Bone marrow MSCs were first identified by Friedenstein, who described an adherent fibroblast-like population able to differentiate into bone. He referred to these cells as osteogenic precursor cells.1 Subsequent studies demonstrated that these cells have the ability to differentiate into various other mesodermal cell lineages, including chondrocytes, tenocytes and myoblasts. Based on this multilineage differentiation capacity, the term ‘mesenchymal stem cells’ was introduced.2 Although MSCs at a population level fulfil stem-cell criteria (ie, self-renewal and the capacity for multi-lineage differentiation), it remains questionable whether the qualification ‘stem cell’ is legitimate for MSCs at the single-cell level.

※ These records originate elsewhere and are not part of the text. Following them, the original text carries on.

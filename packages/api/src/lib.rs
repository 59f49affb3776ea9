//! # API crate: domain services for the student notes site
//!
//! Everything the web frontend does goes through the plain async functions in this
//! crate. Each one takes an explicit [`AppContext`] and, where it touches user data,
//! the authenticated [`UserInfo`]. Nothing here knows about HTTP.
//!
//! ## Modules
//!
//! | Module | Purpose |
//! |--------|---------|
//! | [`auth`] | Local accounts, argon2 password hashing, session helpers |
//! | [`dashboard`] | The combined notes + files view of one user |
//! | [`db`] | Repository traits with PostgreSQL and in-memory implementations, migrations |
//! | [`error`] | [`AppError`] and its [`ErrorKind`] classification |
//! | [`files`] | Presigned uploads and downloads, file records |
//! | [`models`] | Database models and request/response payloads |
//! | [`notes`] | Per-user note CRUD |
//! | [`settings`] | Layered configuration (defaults, `config.toml`, `NOTES__*` env) |

use std::sync::Arc;

use store::{BlobStore, MemoryBlobStore};

pub mod auth;
pub mod dashboard;
pub mod db;
pub mod error;
pub mod files;
pub mod models;
pub mod notes;
pub mod settings;

pub use error::{AppError, ErrorKind, Result};
pub use models::UserInfo;

use db::{MemoryRepository, Repository};
use settings::Uploads;

/// Shared handles every service function needs.
///
/// Cloning is cheap; the web layer keeps one in its router state.
#[derive(Clone, Debug)]
pub struct AppContext {
    pub repo: Arc<dyn Repository>,
    pub blobs: Arc<dyn BlobStore>,
    pub uploads: Uploads,
}

impl AppContext {
    pub fn new(repo: Arc<dyn Repository>, blobs: Arc<dyn BlobStore>, uploads: Uploads) -> Self {
        Self {
            repo,
            blobs,
            uploads,
        }
    }

    /// A context backed entirely by memory, with default upload limits.
    pub fn in_memory() -> Self {
        Self::new(
            Arc::new(MemoryRepository::new()),
            Arc::new(MemoryBlobStore::new()),
            Uploads::default(),
        )
    }
}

It was therefore recently proposed that the term ‘multipotent mesenchymal stromal cells’ (with the abbreviation MSCs) should be used to describe fibroblast-like plastic-adherent cells.3

Although, originally, MSCs were isolated from bone marrow, similar populations have been isolated from other tissues, including adipose tissue, placenta, amniotic fluid and fetal tissues such as fetal lung and blood.2 To date, the isolation of MSCs still relies on their adherence to plastic, resulting in a heterogeneous population of adherent cells. No specific marker or combination of markers has been identified that specifically defines MSCs. Phenotypically, ex vivo expanded MSCs express a number of non-specific markers, including CD105 (SH2 or endoglin), CD73 (SH3 or SH4), CD90, CD166, CD44, and CD29, and are devoid …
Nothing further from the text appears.